When you output the entries, begin with the first line and end with the line containing "all_hold(conditions: &[Condition], context: &RequestContext<'_>)", keeping each line exactly as it is.

● **MATERIAL SHOWN**:
########

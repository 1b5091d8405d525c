//! Condition evaluation.
//!
//! Conditions are evaluated against a [`RequestContext`] assembled once per
//! request. Evaluation is total: a missing value, an unparseable body, a bad
//! regex or a non-numeric operand make the condition false instead of
//! surfacing an error.

use crate::model::{Condition, ConditionType, Operator};
use regex::RegexBuilder;
use serde_json::Value;
use std::borrow::Cow;
use std::collections::HashMap;

/// Request facets visible to conditions.
#[derive(Debug, Clone)]
pub struct RequestContext<'a> {
    /// Parameters bound by the endpoint's path template
    pub path_params: &'a HashMap<String, String>,
    /// Query parameters
    pub query: &'a HashMap<String, String>,
    /// Request headers
    pub headers: &'a HashMap<String, String>,
    /// Request body; `Null` when the body was absent or not valid JSON
    pub body: Cow<'a, Value>,
}

impl<'a> RequestContext<'a> {
    /// Build a context, decoding a string body as JSON.
    ///
    /// A string that is not valid JSON becomes `Null`, so JSON path
    /// conditions on it see no value.
    pub fn new(
        path_params: &'a HashMap<String, String>,
        query: &'a HashMap<String, String>,
        headers: &'a HashMap<String, String>,
        body: &'a Value,
    ) -> Self {
        let body = match body {
            Value::String(raw) => Cow::Owned(serde_json::from_str(raw).unwrap_or(Value::Null)),
            other => Cow::Borrowed(other),
        };

        Self {
            path_params,
            query,
            headers,
            body,
        }
    }
}

/// Check that every condition holds. An empty list always holds.
pub fn all_hold(conditions: &[Condition], context: &RequestContext<'_>) -> bool {
    conditions.iter().all(|condition| evaluate(condition, context))
}

/// Evaluate a single condition.
pub fn evaluate(condition: &Condition, context: &RequestContext<'_>) -> bool {
    let extracted = extract(condition, context);

    let actual = match (condition.operator, extracted) {
        (Operator::Exists, value) => return value.is_some(),
        (Operator::NotExists, value) => return value.is_none(),
        (_, None) => return false,
        (_, Some(value)) => value,
    };

    let case_sensitive = condition.is_case_sensitive;
    let expected = condition.value.as_deref();

    match condition.operator {
        Operator::Equals => expected
            .is_some_and(|expected| fold(&actual, case_sensitive) == fold(expected, case_sensitive)),
        Operator::Contains => expected.is_some_and(|expected| {
            let needle = fold(expected, case_sensitive);
            !needle.is_empty() && fold(&actual, case_sensitive).contains(&*needle)
        }),
        Operator::Matches => {
            match RegexBuilder::new(expected.unwrap_or(""))
                .case_insensitive(!case_sensitive)
                .build()
            {
                Ok(regex) => regex.is_match(&actual),
                Err(e) => {
                    tracing::debug!(condition_id = %condition.id, error = %e, "Invalid condition regex");
                    false
                }
            }
        }
        Operator::GreaterThan => compare_numbers(&actual, expected, |a, b| a > b),
        Operator::LessThan => compare_numbers(&actual, expected, |a, b| a < b),
        Operator::Exists | Operator::NotExists | Operator::Unknown => false,
    }
}

/// Pull the value a condition refers to out of the request.
///
/// Empty path, query and header values are treated as absent.
fn extract<'c>(condition: &Condition, context: &'c RequestContext<'_>) -> Option<Cow<'c, str>> {
    let value = match condition.kind {
        ConditionType::PathParam => context.path_params.get(&condition.key),
        ConditionType::QueryParam => context.query.get(&condition.key),
        ConditionType::Header if condition.is_case_sensitive => context.headers.get(&condition.key),
        ConditionType::Header => header_ignore_case(context.headers, &condition.key),
        ConditionType::BodyJsonPath => {
            return json_path(&context.body, &condition.key).and_then(scalar_text);
        }
        ConditionType::Unknown => None,
    };

    value
        .filter(|v| !v.is_empty())
        .map(|v| Cow::Borrowed(v.as_str()))
}

/// Case-insensitive header lookup.
///
/// An exact key wins; otherwise the lexicographically smallest key that
/// differs only in case.
fn header_ignore_case<'h>(headers: &'h HashMap<String, String>, name: &str) -> Option<&'h String> {
    headers.get(name).or_else(|| {
        headers
            .iter()
            .filter(|(k, _)| k.eq_ignore_ascii_case(name))
            .min_by(|(a, _), (b, _)| a.cmp(b))
            .map(|(_, v)| v)
    })
}

/// Walk a dot-separated path (optionally prefixed by `$.`) through `root`.
fn json_path<'v>(root: &'v Value, path: &str) -> Option<&'v Value> {
    let path = path.strip_prefix("$.").unwrap_or(path);
    path.split('.').try_fold(root, |current, segment| match current {
        Value::Object(map) => map.get(segment),
        Value::Array(items) => segment.parse::<usize>().ok().and_then(|i| items.get(i)),
        _ => None,
    })
}

fn scalar_text(value: &Value) -> Option<Cow<'_, str>> {
    match value {
        Value::Null => None,
        Value::String(s) => Some(Cow::Borrowed(s.as_str())),
        Value::Bool(b) => Some(Cow::Owned(b.to_string())),
        Value::Number(n) => Some(Cow::Owned(n.to_string())),
        Value::Array(_) | Value::Object(_) => Some(Cow::Owned(value.to_string())),
    }
}

fn fold(value: &str, case_sensitive: bool) -> Cow<'_, str> {
    if case_sensitive {
        Cow::Borrowed(value)
    } else {
        Cow::Owned(value.to_lowercase())
    }
}

fn compare_numbers(actual: &str, expected: Option<&str>, cmp: impl Fn(f64, f64) -> bool) -> bool {
    let Some(expected) = expected else {
        return false;
    };
    match (parse_finite(actual), parse_finite(expected)) {
        (Some(a), Some(b)) => cmp(a, b),
        _ => false,
    }
}

/// Parse a number, rejecting `inf`, `infinity` and `NaN`.
fn parse_finite(raw: &str) -> Option<f64> {
    raw.trim().parse::<f64>().ok().filter(|n| n.is_finite())
}
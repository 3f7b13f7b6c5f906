//! The `EventLog` trait and its query types.
//!
//! Backends (e.g. `zeit-store-sqlite`) implement the trait; the HTTP layer
//! depends only on this abstraction.

use std::future::Future;

use serde::{Deserialize, Serialize};

use crate::{
  Event, EventId,
  error::Classify,
  monitor::{MonitorId, MonitorReceiver},
  query::{RelatedResultType, ResultType, StorageState, TimeRange},
  template::EventTemplate,
};

// ─── Query types ─────────────────────────────────────────────────────────────

/// Parameters for [`EventLog::find_event_ids`] and [`EventLog::find_events`].
#[derive(Debug, Clone, Default, Serialize, Deserialize)]
pub struct FindQuery {
  #[serde(default)]
  pub time_range:    TimeRange,
  /// OR-ed together; empty matches every event.
  #[serde(default)]
  pub templates:     Vec<EventTemplate>,
  #[serde(default)]
  pub storage_state: StorageState,
  /// `0` means unbounded.
  #[serde(default)]
  pub max_events:    u32,
  #[serde(default)]
  pub order:         ResultType,
}

/// Parameters for [`EventLog::find_related_uris`].
#[derive(Debug, Clone, Default, Serialize, Deserialize)]
pub struct RelatedQuery {
  #[serde(default)]
  pub time_range:             TimeRange,
  /// Selects the seed events.
  #[serde(default)]
  pub event_templates:        Vec<EventTemplate>,
  /// When non-empty, restricts which neighbouring events may contribute.
  #[serde(default)]
  pub result_event_templates: Vec<EventTemplate>,
  #[serde(default)]
  pub storage_state:          StorageState,
  pub num_results:            u32,
  #[serde(default)]
  pub result_type:            RelatedResultType,
}

/// A known storage medium and whether it is currently reachable.
#[derive(Debug, Clone, PartialEq, Eq, Serialize, Deserialize)]
pub struct StorageMedium {
  pub value:        String,
  pub available:    bool,
  pub icon:         Option<String>,
  pub display_name: Option<String>,
}

// ─── Trait ───────────────────────────────────────────────────────────────────

/// Abstraction over an event log backend.
///
/// Every method fails with a "closed" error after [`EventLog::close`].
pub trait EventLog: Send + Sync {
  type Error: std::error::Error + Classify + Send + Sync + 'static;

  // ── Writes ────────────────────────────────────────────────────────────

  /// Insert a batch of events. The result has one slot per input event:
  /// the new (or, for a duplicate, the existing) id, or `0` when the event
  /// was rejected.
  fn insert_events(
    &self,
    events: Vec<Event>,
    sender: Option<String>,
  ) -> impl Future<Output = Result<Vec<EventId>, Self::Error>> + Send + '_;

  /// Delete events by id and return the time span they covered, or `None`
  /// when none of the ids existed.
  fn delete_events(
    &self,
    ids: Vec<EventId>,
    sender: Option<String>,
  ) -> impl Future<Output = Result<Option<TimeRange>, Self::Error>> + Send + '_;

  /// Delete every event and every symbol they used. Storage media that
  /// have reported a state are kept.
  fn delete_log(&self) -> impl Future<Output = Result<(), Self::Error>> + Send + '_;

  // ── Reads ─────────────────────────────────────────────────────────────

  /// Fetch events by id, preserving order and multiplicity. Unknown,
  /// broken and extension-hidden events are `None`.
  fn get_events(
    &self,
    ids: Vec<EventId>,
    sender: Option<String>,
  ) -> impl Future<Output = Result<Vec<Option<Event>>, Self::Error>> + Send + '_;

  fn find_event_ids(
    &self,
    query: FindQuery,
  ) -> impl Future<Output = Result<Vec<EventId>, Self::Error>> + Send + '_;

  /// [`EventLog::find_event_ids`] followed by [`EventLog::get_events`],
  /// with absent slots dropped.
  fn find_events(
    &self,
    query: FindQuery,
    sender: Option<String>,
  ) -> impl Future<Output = Result<Vec<Event>, Self::Error>> + Send + '_;

  /// Subject URIs that co-occur with the events matching the query.
  fn find_related_uris(
    &self,
    query: RelatedQuery,
  ) -> impl Future<Output = Result<Vec<String>, Self::Error>> + Send + '_;

  // ── Storage media ─────────────────────────────────────────────────────

  fn storage_available(
    &self,
    medium: String,
    icon: Option<String>,
    display_name: Option<String>,
  ) -> impl Future<Output = Result<(), Self::Error>> + Send + '_;

  fn storage_unavailable(
    &self,
    medium: String,
  ) -> impl Future<Output = Result<(), Self::Error>> + Send + '_;

  fn storages(
    &self,
  ) -> impl Future<Output = Result<Vec<StorageMedium>, Self::Error>> + Send + '_;

  // ── Monitors ──────────────────────────────────────────────────────────

  /// Subscribe to inserts of events in `time_range` matching any of
  /// `templates`, and to deletes overlapping `time_range`. Dropping the
  /// receiver removes the monitor.
  fn install_monitor(
    &self,
    time_range: TimeRange,
    templates: Vec<EventTemplate>,
  ) -> impl Future<Output = Result<(MonitorId, MonitorReceiver), Self::Error>> + Send + '_;

  fn remove_monitor(
    &self,
    id: MonitorId,
  ) -> impl Future<Output = Result<(), Self::Error>> + Send + '_;

  // ── Lifecycle ─────────────────────────────────────────────────────────

  /// Check the store's caches, unload extensions, end every monitor and
  /// refuse further calls. Closing twice is a no-op.
  fn close(&self) -> impl Future<Output = Result<(), Self::Error>> + Send + '_;
}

########

● **FINAL ANSWER**:
repository 1b5091d8405d525c
//! Condition evaluation.
//!
//! Conditions are evaluated against a [`RequestContext`] assembled once per
//! request. Evaluation is total: a missing value, an unparseable body, a bad
//! regex or a non-numeric operand make the condition false instead of
//! surfacing an error.

use crate::model::{Condition, ConditionType, Operator};
use regex::RegexBuilder;
use serde_json::Value;
use std::borrow::Cow;
use std::collections::HashMap;

/// Request facets visible to conditions.
#[derive(Debug, Clone)]
pub struct RequestContext<'a> {
    /// Parameters bound by the endpoint's path template
    pub path_params: &'a HashMap<String, String>,
    /// Query parameters
    pub query: &'a HashMap<String, String>,
    /// Request headers
    pub headers: &'a HashMap<String, String>,
    /// Request body; `Null` when the body was absent or not valid JSON
    pub body: Cow<'a, Value>,
}

impl<'a> RequestContext<'a> {
    /// Build a context, decoding a string body as JSON.
    ///
    /// A string that is not valid JSON becomes `Null`, so JSON path
    /// conditions on it see no value.
    pub fn new(
        path_params: &'a HashMap<String, String>,
        query: &'a HashMap<String, String>,
        headers: &'a HashMap<String, String>,
        body: &'a Value,
    ) -> Self {
        let body = match body {
            Value::String(raw) => Cow::Owned(serde_json::from_str(raw).unwrap_or(Value::Null)),
            other => Cow::Borrowed(other),
        };

        Self {
            path_params,
            query,
            headers,
            body,
        }
    }
}

/// Check that every condition holds. An empty list always holds.
pub fn all_hold(conditions: &[Condition], context: &RequestContext<'_>) -> bool {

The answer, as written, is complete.